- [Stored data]
Start of Block

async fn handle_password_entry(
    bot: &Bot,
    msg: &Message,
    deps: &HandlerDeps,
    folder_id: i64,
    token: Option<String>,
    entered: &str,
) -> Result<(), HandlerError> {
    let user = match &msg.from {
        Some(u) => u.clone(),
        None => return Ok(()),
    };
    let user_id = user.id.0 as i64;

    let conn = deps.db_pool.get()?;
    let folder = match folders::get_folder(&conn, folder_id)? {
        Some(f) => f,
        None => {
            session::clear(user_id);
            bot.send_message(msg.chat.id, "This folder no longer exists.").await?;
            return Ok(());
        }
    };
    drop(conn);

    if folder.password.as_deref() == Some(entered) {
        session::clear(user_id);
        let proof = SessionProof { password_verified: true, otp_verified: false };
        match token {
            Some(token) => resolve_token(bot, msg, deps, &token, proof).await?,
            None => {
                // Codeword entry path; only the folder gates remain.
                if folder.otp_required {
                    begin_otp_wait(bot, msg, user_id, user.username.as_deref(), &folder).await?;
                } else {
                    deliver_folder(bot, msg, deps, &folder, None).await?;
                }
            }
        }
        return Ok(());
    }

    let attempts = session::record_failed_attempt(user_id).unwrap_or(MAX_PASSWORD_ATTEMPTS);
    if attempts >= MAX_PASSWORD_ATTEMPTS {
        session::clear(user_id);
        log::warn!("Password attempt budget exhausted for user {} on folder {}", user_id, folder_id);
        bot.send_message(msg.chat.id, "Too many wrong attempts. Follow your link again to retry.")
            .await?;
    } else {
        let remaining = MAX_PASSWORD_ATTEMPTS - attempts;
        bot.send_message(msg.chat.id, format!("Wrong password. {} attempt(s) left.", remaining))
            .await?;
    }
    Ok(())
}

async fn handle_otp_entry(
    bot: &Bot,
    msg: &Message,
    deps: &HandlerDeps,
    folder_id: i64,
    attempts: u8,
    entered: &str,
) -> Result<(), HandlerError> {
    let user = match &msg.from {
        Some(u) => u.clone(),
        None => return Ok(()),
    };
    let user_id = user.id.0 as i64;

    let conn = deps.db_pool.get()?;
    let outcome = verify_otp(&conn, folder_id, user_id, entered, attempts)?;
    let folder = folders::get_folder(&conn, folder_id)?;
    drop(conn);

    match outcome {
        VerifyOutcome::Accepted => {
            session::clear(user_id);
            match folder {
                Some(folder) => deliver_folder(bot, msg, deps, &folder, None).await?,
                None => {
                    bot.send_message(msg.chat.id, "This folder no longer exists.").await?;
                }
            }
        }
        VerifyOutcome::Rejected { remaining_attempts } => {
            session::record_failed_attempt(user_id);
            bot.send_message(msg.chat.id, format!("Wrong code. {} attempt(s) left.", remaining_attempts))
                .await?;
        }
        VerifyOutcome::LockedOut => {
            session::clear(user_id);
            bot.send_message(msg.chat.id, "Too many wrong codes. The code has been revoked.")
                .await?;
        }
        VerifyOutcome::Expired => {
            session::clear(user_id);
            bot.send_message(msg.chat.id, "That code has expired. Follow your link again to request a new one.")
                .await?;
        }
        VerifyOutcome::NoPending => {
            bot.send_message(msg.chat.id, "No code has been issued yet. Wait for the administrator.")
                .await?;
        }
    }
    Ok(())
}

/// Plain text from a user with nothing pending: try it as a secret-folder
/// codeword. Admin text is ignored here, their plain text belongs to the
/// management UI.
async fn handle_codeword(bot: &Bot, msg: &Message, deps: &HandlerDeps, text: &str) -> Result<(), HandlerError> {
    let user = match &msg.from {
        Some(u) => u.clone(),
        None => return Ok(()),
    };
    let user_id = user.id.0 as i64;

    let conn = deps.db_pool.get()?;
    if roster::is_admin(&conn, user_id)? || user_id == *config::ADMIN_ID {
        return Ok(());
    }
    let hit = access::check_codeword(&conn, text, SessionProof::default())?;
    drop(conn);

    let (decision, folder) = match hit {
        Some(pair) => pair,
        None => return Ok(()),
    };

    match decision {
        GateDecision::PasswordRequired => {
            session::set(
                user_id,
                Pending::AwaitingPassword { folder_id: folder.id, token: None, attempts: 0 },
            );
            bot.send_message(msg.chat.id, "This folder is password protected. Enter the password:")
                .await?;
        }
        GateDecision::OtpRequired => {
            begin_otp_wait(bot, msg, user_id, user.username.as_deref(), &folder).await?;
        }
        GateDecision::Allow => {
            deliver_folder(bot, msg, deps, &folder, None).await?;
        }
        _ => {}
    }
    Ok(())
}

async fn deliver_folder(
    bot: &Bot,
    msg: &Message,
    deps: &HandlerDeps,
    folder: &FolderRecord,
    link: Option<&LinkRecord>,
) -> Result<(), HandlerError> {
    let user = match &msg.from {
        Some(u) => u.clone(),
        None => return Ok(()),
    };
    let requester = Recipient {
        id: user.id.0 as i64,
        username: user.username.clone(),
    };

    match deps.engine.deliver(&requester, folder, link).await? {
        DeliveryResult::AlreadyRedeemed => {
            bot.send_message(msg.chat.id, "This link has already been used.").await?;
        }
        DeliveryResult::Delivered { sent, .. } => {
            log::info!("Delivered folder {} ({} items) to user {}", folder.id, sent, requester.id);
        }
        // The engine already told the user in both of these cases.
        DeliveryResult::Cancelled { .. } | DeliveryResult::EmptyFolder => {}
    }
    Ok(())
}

End of Block
Start of Block

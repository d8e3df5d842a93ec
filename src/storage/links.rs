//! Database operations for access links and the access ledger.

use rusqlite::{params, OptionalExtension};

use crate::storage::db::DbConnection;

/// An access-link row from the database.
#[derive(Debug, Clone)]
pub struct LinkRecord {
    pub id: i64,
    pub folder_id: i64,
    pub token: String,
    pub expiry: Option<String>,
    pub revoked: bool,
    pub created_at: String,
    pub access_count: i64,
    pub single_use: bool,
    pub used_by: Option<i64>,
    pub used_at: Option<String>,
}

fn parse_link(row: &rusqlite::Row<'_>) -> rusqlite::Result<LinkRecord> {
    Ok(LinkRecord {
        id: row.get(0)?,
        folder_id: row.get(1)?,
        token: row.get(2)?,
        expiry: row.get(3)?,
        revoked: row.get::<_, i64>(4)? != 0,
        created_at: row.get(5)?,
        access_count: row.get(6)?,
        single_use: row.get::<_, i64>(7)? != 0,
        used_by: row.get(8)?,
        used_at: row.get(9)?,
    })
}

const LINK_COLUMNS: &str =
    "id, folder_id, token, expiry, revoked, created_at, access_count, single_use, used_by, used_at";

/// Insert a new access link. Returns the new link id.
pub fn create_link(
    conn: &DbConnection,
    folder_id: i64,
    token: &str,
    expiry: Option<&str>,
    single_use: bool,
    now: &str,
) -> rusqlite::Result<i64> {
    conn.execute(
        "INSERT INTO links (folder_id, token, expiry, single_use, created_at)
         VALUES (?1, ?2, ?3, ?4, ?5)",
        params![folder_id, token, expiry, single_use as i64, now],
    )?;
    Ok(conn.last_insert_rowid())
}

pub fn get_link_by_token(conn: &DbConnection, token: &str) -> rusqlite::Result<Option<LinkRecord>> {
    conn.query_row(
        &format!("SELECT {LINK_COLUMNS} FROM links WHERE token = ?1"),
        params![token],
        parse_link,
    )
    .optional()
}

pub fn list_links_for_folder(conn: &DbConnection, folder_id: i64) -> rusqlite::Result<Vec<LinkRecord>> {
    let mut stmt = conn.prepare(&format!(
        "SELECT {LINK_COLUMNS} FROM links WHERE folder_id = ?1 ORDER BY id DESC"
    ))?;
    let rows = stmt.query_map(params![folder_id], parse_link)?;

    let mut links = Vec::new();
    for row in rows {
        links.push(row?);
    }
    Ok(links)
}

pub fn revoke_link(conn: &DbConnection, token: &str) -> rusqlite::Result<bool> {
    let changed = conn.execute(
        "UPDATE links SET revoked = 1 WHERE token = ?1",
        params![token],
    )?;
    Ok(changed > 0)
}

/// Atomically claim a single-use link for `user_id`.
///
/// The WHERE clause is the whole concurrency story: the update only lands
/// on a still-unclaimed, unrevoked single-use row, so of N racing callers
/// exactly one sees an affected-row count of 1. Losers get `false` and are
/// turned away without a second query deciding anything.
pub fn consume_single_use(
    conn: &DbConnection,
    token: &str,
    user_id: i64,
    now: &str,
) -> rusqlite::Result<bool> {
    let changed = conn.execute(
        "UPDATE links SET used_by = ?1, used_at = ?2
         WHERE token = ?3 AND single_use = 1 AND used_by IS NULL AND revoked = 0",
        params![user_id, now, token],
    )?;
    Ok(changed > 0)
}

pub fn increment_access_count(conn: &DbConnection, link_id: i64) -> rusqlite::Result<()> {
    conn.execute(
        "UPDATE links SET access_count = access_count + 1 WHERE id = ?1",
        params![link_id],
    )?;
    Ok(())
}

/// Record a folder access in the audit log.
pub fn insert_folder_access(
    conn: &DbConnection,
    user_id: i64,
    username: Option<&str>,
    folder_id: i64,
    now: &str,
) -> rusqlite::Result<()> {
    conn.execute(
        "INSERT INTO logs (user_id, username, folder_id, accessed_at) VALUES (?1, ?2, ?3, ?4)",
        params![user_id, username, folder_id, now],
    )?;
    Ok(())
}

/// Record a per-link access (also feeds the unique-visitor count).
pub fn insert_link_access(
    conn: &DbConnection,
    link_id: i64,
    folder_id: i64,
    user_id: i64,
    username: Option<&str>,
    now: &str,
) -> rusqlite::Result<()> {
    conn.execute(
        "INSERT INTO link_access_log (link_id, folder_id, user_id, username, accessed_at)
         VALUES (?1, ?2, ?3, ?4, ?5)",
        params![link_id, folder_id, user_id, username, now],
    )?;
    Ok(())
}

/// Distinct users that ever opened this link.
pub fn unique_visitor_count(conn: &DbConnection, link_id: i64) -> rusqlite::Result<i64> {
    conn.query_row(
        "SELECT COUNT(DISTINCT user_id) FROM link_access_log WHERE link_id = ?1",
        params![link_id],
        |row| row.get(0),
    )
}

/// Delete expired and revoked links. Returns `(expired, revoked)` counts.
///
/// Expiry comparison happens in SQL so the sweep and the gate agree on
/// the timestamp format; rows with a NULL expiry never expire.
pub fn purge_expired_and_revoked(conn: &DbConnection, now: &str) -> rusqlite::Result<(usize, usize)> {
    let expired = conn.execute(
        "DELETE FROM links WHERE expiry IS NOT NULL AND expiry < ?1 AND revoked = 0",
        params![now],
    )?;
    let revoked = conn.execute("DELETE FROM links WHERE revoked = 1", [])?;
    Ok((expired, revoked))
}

End of Block

- [Task to carry out] Among the entries, how many lines include the word "Returns"? Answer with a single number and nothing further.

- [Result] 2